PURPOSE: Non-small lung (NSCLC) is the deadliest cancer, with survival measured in months. Earlier diagnosis using a robust biomarker would likely improve survival. This study aims to determine whether blood levels of the extracellular sulfatases (SULF1 and SULF2) and their bio-activity can serve as novel biomarkers for NSCLC early detection.
MATERIALS AND METHODS: Using human plasma specimens from NSCLC patients, nonmalignant COPD patients, and healthy individuals, we determined the association between plasma SULF levels and the presence of NSCLC. We assessed the plasma SULF levels as a function of sex and age. We also evaluated the plasma levels of heparin-binding factors potentially mobilized by the SULFs. To increase test specificity of blood SULF2 as a biomarker for the early diagnosis of NSCLC, we investigated the presence of a tumor-specific SULF2 isoform released in the blood, which could be used as a biomarker alone or in multiplex assays.
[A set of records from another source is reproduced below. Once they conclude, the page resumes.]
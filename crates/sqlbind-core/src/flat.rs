//! Single-value serde serializer.
//!
//! Serializes a scalar-shaped value straight into a [`Value`]. Anything
//! composite (sequences, maps, structs, data-carrying enum variants) is
//! refused with [`FlatError::NeedsJson`] so the caller can fall back to a
//! whole-value JSON encoding one level up.

use crate::value::Value;
use serde::Serialize;
use serde::ser::{self, Impossible};
use std::fmt;

#[derive(Debug)]
pub(crate) enum FlatError {
    /// The value is composite; the payload names its shape
    NeedsJson(&'static str),
    /// The value cannot be represented at all
    Unsupported(String),
}

impl fmt::Display for FlatError {
    fn fmt(&self, f: &mut fmt::Formatter<'_>) -> fmt::Result {
        match self {
            FlatError::NeedsJson(shape) => write!(f, "{} has no single-column form", shape),
            FlatError::Unsupported(msg) => write!(f, "{}", msg),
        }
    }
}

impl std::error::Error for FlatError {}

impl ser::Error for FlatError {
    fn custom<T: fmt::Display>(msg: T) -> Self {
        FlatError::Unsupported(msg.to_string())
    }
}

/// Serialize `value` as one column value, or report why it can't be.
pub(crate) fn to_flat_value<T: Serialize + ?Sized>(value: &T) -> Result<Value, FlatError> {
    value.serialize(FlatSerializer)
}

struct FlatSerializer;

impl ser::Serializer for FlatSerializer {
    type Ok = Value;
    type Error = FlatError;

    type SerializeSeq = Impossible<Value, FlatError>;
    type SerializeTuple = Impossible<Value, FlatError>;
    type SerializeTupleStruct = Impossible<Value, FlatError>;
    type SerializeTupleVariant = Impossible<Value, FlatError>;
    type SerializeMap = Impossible<Value, FlatError>;
    type SerializeStruct = Impossible<Value, FlatError>;
    type SerializeStructVariant = Impossible<Value, FlatError>;

    fn serialize_bool(self, v: bool) -> Result<Value, FlatError> {
        Ok(Value::Bool(v))
    }

    fn serialize_i8(self, v: i8) -> Result<Value, FlatError> {
        Ok(Value::Int(i64::from(v)))
    }

    fn serialize_i16(self, v: i16) -> Result<Value, FlatError> {
        Ok(Value::Int(i64::from(v)))
    }

    fn serialize_i32(self, v: i32) -> Result<Value, FlatError> {
        Ok(Value::Int(i64::from(v)))
    }

    fn serialize_i64(self, v: i64) -> Result<Value, FlatError> {
        Ok(Value::Int(v))
    }

    fn serialize_i128(self, v: i128) -> Result<Value, FlatError> {
        i64::try_from(v)
            .map(Value::Int)
            .map_err(|_| FlatError::Unsupported(format!("i128 value {} exceeds 64 bits", v)))
    }

    fn serialize_u8(self, v: u8) -> Result<Value, FlatError> {
        Ok(Value::UInt(u64::from(v)))
    }

    fn serialize_u16(self, v: u16) -> Result<Value, FlatError> {
        Ok(Value::UInt(u64::from(v)))
    }

    fn serialize_u32(self, v: u32) -> Result<Value, FlatError> {
        Ok(Value::UInt(u64::from(v)))
    }

    fn serialize_u64(self, v: u64) -> Result<Value, FlatError> {
        Ok(Value::UInt(v))
    }

    fn serialize_u128(self, v: u128) -> Result<Value, FlatError> {
        u64::try_from(v)
            .map(Value::UInt)
            .map_err(|_| FlatError::Unsupported(format!("u128 value {} exceeds 64 bits", v)))
    }

    fn serialize_f32(self, v: f32) -> Result<Value, FlatError> {
        Ok(Value::Double(f64::from(v)))
    }

    fn serialize_f64(self, v: f64) -> Result<Value, FlatError> {
        Ok(Value::Double(v))
    }

    fn serialize_char(self, v: char) -> Result<Value, FlatError> {
        Ok(Value::Text(v.to_string()))
    }

    fn serialize_str(self, v: &str) -> Result<Value, FlatError> {
        Ok(Value::Text(v.to_string()))
    }

    fn serialize_bytes(self, v: &[u8]) -> Result<Value, FlatError> {
        Ok(Value::Bytes(v.to_vec()))
    }

    fn serialize_none(self) -> Result<Value, FlatError> {
        Ok(Value::Null)
    }

    fn serialize_some<T: ?Sized + Serialize>(self, value: &T) -> Result<Value, FlatError> {
        value.serialize(self)
    }

    fn serialize_unit(self) -> Result<Value, FlatError> {
        Ok(Value::Null)
    }

    fn serialize_unit_struct(self, _name: &'static str) -> Result<Value, FlatError> {
        Ok(Value::Null)
    }

    fn serialize_unit_variant(
        self,
        _name: &'static str,
        _variant_index: u32,
        variant: &'static str,
    ) -> Result<Value, FlatError> {
        Ok(Value::Text(variant.to_string()))
    }

    fn serialize_newtype_struct<T: ?Sized + Serialize>(
        self,
        _name: &'static str,
        value: &T,
    ) -> Result<Value, FlatError> {
        value.serialize(self)
    }

    fn serialize_newtype_variant<T: ?Sized + Serialize>(
        self,
        _name: &'static str,
        _variant_index: u32,
        _variant: &'static str,
        _value: &T,
    ) -> Result<Value, FlatError> {
        Err(FlatError::NeedsJson("enum variant with data"))
    }

    fn serialize_seq(self, _len: Option<usize>) -> Result<Self::SerializeSeq, FlatError> {
        Err(FlatError::NeedsJson("sequence"))
    }

    fn serialize_tuple(self, _len: usize) -> Result<Self::SerializeTuple, FlatError> {
        Err(FlatError::NeedsJson("tuple"))
    }

    fn serialize_tuple_struct(
        self,
        _name: &'static str,
        _len: usize,
    ) -> Result<Self::SerializeTupleStruct, FlatError> {
        Err(FlatError::NeedsJson("tuple struct"))
    }

    fn serialize_tuple_variant(
        self,
        _name: &'static str,
        _variant_index: u32,
        _variant: &'static str,
        _len: usize,
    ) -> Result<Self::SerializeTupleVariant, FlatError> {
        Err(FlatError::NeedsJson("enum variant with data"))
    }

    fn serialize_map(self, _len: Option<usize>) -> Result<Self::SerializeMap, FlatError> {
        Err(FlatError::NeedsJson("map"))
    }

    fn serialize_struct(
        self,
        _name: &'static str,
        _len: usize,
    ) -> Result<Self::SerializeStruct, FlatError> {
        Err(FlatError::NeedsJson("struct"))
    }

    fn serialize_struct_variant(
        self,
        _name: &'static str,
        _variant_index: u32,
        _variant: &'static str,
        _len: usize,
    ) -> Result<Self::SerializeStructVariant, FlatError> {
        Err(FlatError::NeedsJson("enum variant with data"))
    }
}

#[cfg(test)]
mod tests {
    use super::*;
    use serde::Serialize;
    use std::collections::BTreeMap;

    #[derive(Serialize)]
    struct UserId(u32);

    #[derive(Serialize)]
    enum Status {
        Active,
        Suspended { reason: String },
    }

    #[test]
    fn scalars_flatten() {
        assert_eq!(to_flat_value(&-3i16).unwrap(), Value::Int(-3));
        assert_eq!(to_flat_value(&3u8).unwrap(), Value::UInt(3));
        assert_eq!(to_flat_value(&1.5f32).unwrap(), Value::Double(1.5));
        assert_eq!(to_flat_value("abc").unwrap(), Value::Text("abc".to_string()));
        assert_eq!(to_flat_value(&'x').unwrap(), Value::Text("x".to_string()));
        assert_eq!(to_flat_value(&None::<i32>).unwrap(), Value::Null);
        assert_eq!(to_flat_value(&Some(9i64)).unwrap(), Value::Int(9));
    }

    #[test]
    fn newtypes_and_unit_variants_flatten() {
        assert_eq!(to_flat_value(&UserId(12)).unwrap(), Value::UInt(12));
        assert_eq!(
            to_flat_value(&Status::Active).unwrap(),
            Value::Text("Active".to_string())
        );
    }

    #[test]
    fn composites_need_json() {
        assert!(matches!(
            to_flat_value(&vec![1, 2, 3]),
            Err(FlatError::NeedsJson("sequence"))
        ));
        assert!(matches!(
            to_flat_value(&BTreeMap::from([("a", 1)])),
            Err(FlatError::NeedsJson("map"))
        ));
        assert!(matches!(
            to_flat_value(&Status::Suspended {
                reason: "spam".to_string()
            }),
            Err(FlatError::NeedsJson(_))
        ));
        assert!(matches!(
            to_flat_value(&(1, 2)),
            Err(FlatError::NeedsJson("tuple"))
        ));
    }

    #[test]
    fn wide_integers_are_checked() {
        assert_eq!(to_flat_value(&5i128).unwrap(), Value::Int(5));
        assert!(matches!(
            to_flat_value(&u128::MAX),
            Err(FlatError::Unsupported(_))
        ));
    }
}
//! MySQL wire protocol primitives.
//!
//! MySQL packets have a 4-byte header:
//! - 3 bytes: payload length (little-endian)
//! - 1 byte: sequence number
//!
//! Maximum packet payload is 2^24 - 1 (16MB - 1). A packet of exactly that
//! length announces a continuation; this codec handles single packets only
//! and reports such a header as oversized.

pub mod column;
pub mod framer;
pub mod reader;
pub mod response;
pub mod writer;

pub use column::parse_column_definition;
pub use framer::{PacketFramer, RawPacket, encode_packet};
pub use reader::{PacketReader, decode_lenenc_int};
pub use response::{EofPacket, ErrPacket, OkPacket, Response, classify};
pub use writer::{PacketWriter, encode_lenenc_int};

/// Maximum payload size for a single MySQL packet (2^24 - 1 bytes).
pub const MAX_PACKET_SIZE: usize = 0xFF_FF_FF;

/// Largest payload this codec frames without continuation packets.
pub const MAX_PAYLOAD_LEN: usize = MAX_PACKET_SIZE - 1;

/// A MySQL packet header.
#[derive(Debug, Clone, Copy, PartialEq, Eq)]
pub struct PacketHeader {
    /// Payload length (3 bytes, max 16MB - 1)
    pub payload_length: u32,
    /// Sequence number (wraps at 255)
    pub sequence_id: u8,
}

impl PacketHeader {
    /// Total header size in bytes.
    pub const SIZE: usize = 4;

    /// Parse a packet header from 4 bytes.
    ///
    /// The header is read as one little-endian `u32`; the low 24 bits are the
    /// length and the high byte is the sequence id.
    #[allow(clippy::cast_possible_truncation)]
    pub fn from_bytes(bytes: &[u8; 4]) -> Self {
        let word = u32::from_le_bytes(*bytes);
        Self {
            payload_length: word & 0x00FF_FFFF,
            sequence_id: (word >> 24) as u8,
        }
    }

    /// Encode the header to 4 bytes.
    pub fn to_bytes(&self) -> [u8; 4] {
        ((self.payload_length & 0x00FF_FFFF) | (u32::from(self.sequence_id) << 24)).to_le_bytes()
    }
}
RESULTS: The median level of plasma SULF2 was significantly elevated in NSCLC patients than in healthy controls (∼2 fold). However, these data were confounded by age. Surprisingly, COPD patients also showed a dramatically increased SULF2 plasma level. We showed a significant increase in the median plasma levels of several HSPG-binding factors in early-stage NSCLC patients compared to controls. Furthermore, we revealed a significant positive correlation of the SULF2 protein level with the plasma levels of two HSPG-binding factors IL6 and IL8. We demonstrated that NSCLC cancer cells and tissues overexpress a SULF2 splice variant. We determined the presence of a SULF2 splice variant form in NSCLC plasma, which was not detectable in COPD and control plasmas.
CONCLUSION: Our findings highlight the potential for the plasma levels of SULF2 protein and its bio-activity as novel blood biomarkers for early diagnosis of NSCLC.